__What this task involves__: Set down all of the records exactly.

━━━ Given information

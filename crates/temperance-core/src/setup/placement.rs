//! Placement Generator
//!
//! Random, collision-free starting cells for agents and food.

use rand::Rng;
use std::collections::HashSet;

use crate::components::{
    Agent, AgentId, AgentRegistry, Food, FoodAmount, FoodId, FoodRegistry, GridPos,
};
use crate::config::SimConfig;
use crate::error::{Result, SimError};

/// Random draws per entity before falling back to picking among free cells
pub const MAX_PLACEMENT_ATTEMPTS: usize = 1_000;

const AMOUNTS: [FoodAmount; 3] = [FoodAmount::One, FoodAmount::Two, FoodAmount::Three];

/// Draw `count` distinct cells on a `grid_size` square grid.
///
/// Fails with `PlacementExhausted` when the grid has fewer cells than asked
/// for. `kind` names what is being placed in that error.
pub fn place_cells<R: Rng + ?Sized>(
    count: usize,
    grid_size: u32,
    kind: &'static str,
    rng: &mut R,
) -> Result<Vec<GridPos>> {
    let capacity = (grid_size as usize).pow(2);
    let exhausted = || SimError::PlacementExhausted {
        kind,
        requested: count,
        capacity,
    };
    if count > capacity {
        return Err(exhausted());
    }

    let mut taken = HashSet::with_capacity(count);
    let mut cells = Vec::with_capacity(count);
    for _ in 0..count {
        let cell = draw_free_cell(&taken, grid_size, rng).ok_or_else(exhausted)?;
        taken.insert(cell);
        cells.push(cell);
    }
    Ok(cells)
}

fn draw_free_cell<R: Rng + ?Sized>(
    taken: &HashSet<GridPos>,
    grid_size: u32,
    rng: &mut R,
) -> Option<GridPos> {
    let size = grid_size as i32;
    for _ in 0..MAX_PLACEMENT_ATTEMPTS {
        let cell = GridPos::new(rng.gen_range(0..size), rng.gen_range(0..size));
        if !taken.contains(&cell) {
            return Some(cell);
        }
    }

    // Crowded grid: choose uniformly among what is left
    let free: Vec<GridPos> = (0..size)
        .flat_map(|y| (0..size).map(move |x| GridPos::new(x, y)))
        .filter(|cell| !taken.contains(cell))
        .collect();
    if free.is_empty() {
        return None;
    }
    Some(free[rng.gen_range(0..free.len())])
}

/// Uniform pick of 1, 2 or 3 units
pub fn random_amount<R: Rng + ?Sized>(rng: &mut R) -> FoodAmount {
    AMOUNTS[rng.gen_range(0..AMOUNTS.len())]
}

/// Build both registries for a fresh run.
///
/// Agents never share a cell with each other and food never shares a cell
/// with other food; an agent may start on top of a food patch.
pub fn populate<R: Rng + ?Sized>(
    config: &SimConfig,
    rng: &mut R,
) -> Result<(AgentRegistry, FoodRegistry)> {
    let grid_size = config.world.grid_size;

    let mut agents = AgentRegistry::new();
    for (i, cell) in place_cells(config.agents.count, grid_size, "agents", rng)?
        .into_iter()
        .enumerate()
    {
        agents.register(Agent::new(
            AgentId(i as u32),
            cell,
            config.agents.starting_health,
        ));
    }

    let mut food = FoodRegistry::new();
    for (i, cell) in place_cells(config.food.count, grid_size, "food", rng)?
        .into_iter()
        .enumerate()
    {
        food.register(Food::new(
            FoodId(i as u32),
            cell,
            random_amount(rng),
            config.food.regrowth_ticks,
        ));
    }

    tracing::info!(
        agents = agents.len(),
        food = food.len(),
        grid_size,
        "placed agents and food"
    );
    Ok((agents, food))
}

━━━━━━

__Response to this task__:
filename crates/temperance-core/src/setup/placement.rs
//! Placement Generator
//!
//! Random, collision-free starting cells for agents and food.

use rand::Rng;
use std::collections::HashSet;

use crate::components::{
    Agent, AgentId, AgentRegistry, Food, FoodAmount, FoodId, FoodRegistry, GridPos,
};
use crate::config::SimConfig;
use crate::error::{Result, SimError};

/// Random draws per entity before falling back to picking among free cells
pub const MAX_PLACEMENT_ATTEMPTS: usize = 1_000;

const AMOUNTS: [FoodAmount; 3] = [FoodAmount::One, FoodAmount::Two, FoodAmount::Three];

/// Draw `count` distinct cells on a `grid_size` square grid.
///
/// Fails with `PlacementExhausted` when the grid has fewer cells than asked
/// for. `kind` names what is being placed in that error.
pub fn place_cells<R: Rng + ?Sized>(
    count: usize,
    grid_size: u32,
    kind: &'static str,
    rng: &mut R,
) -> Result<Vec<GridPos>> {
    let capacity = (grid_size as usize).pow(2);
    let exhausted = || SimError::PlacementExhausted {
        kind,
        requested: count,
        capacity,
    };
    if count > capacity {
        return Err(exhausted());
    }

    let mut taken = HashSet::with_capacity(count);
    let mut cells = Vec::with_capacity(count);
    for _ in 0..count {
        let cell = draw_free_cell(&taken, grid_size, rng).ok_or_else(exhausted)?;
        taken.insert(cell);
        cells.push(cell);
    }
    Ok(cells)
}

fn draw_free_cell<R: Rng + ?Sized>(
    taken: &HashSet<GridPos>,
    grid_size: u32,
    rng: &mut R,
) -> Option<GridPos> {
    let size = grid_size as i32;
    for _ in 0..MAX_PLACEMENT_ATTEMPTS {
        let cell = GridPos::new(rng.gen_range(0..size), rng.gen_range(0..size));
        if !taken.contains(&cell) {
            return Some(cell);
        }
    }

    // Crowded grid: choose uniformly among what is left
    let free: Vec<GridPos> = (0..size)
        .flat_map(|y| (0..size).map(move |x| GridPos::new(x, y)))
        .filter(|cell| !taken.contains(cell))
        .collect();
    if free.is_empty() {
        return None;
    }
    Some(free[rng.gen_range(0..free.len())])
}

/// Uniform pick of 1, 2 or 3 units
pub fn random_amount<R: Rng + ?Sized>(rng: &mut R) -> FoodAmount {
    AMOUNTS[rng.gen_range(0..AMOUNTS.len())]
}

/// Build both registries for a fresh run.
///
/// Agents never share a cell with each other and food never shares a cell
/// with other food; an agent may start on top of a food patch.
pub fn populate<R: Rng + ?Sized>(
    config: &SimConfig,
    rng: &mut R,
) -> Result<(AgentRegistry, FoodRegistry)> {
    let grid_size = config.world.grid_size;

    let mut agents = AgentRegistry::new();
    for (i, cell) in place_cells(config.agents.count, grid_size, "agents", rng)?
        .into_iter()
        .enumerate()
    {
        agents.register(Agent::new(
            AgentId(i as u32),
            cell,
            config.agents.starting_health,
        ));
    }

    let mut food = FoodRegistry::new();
    for (i, cell) in place_cells(config.food.count, grid_size, "food", rng)?
        .into_iter()
        .enumerate()
    {
        food.register(Food::new(
            FoodId(i as u32),
            cell,
            random_amount(rng),
            config.food.regrowth_ticks,
        ));
    }

    tracing::info!(
        agents = agents.len(),
        food = food.len(),
        grid_size,
        "placed agents and food"
    );
    Ok((agents, food))
}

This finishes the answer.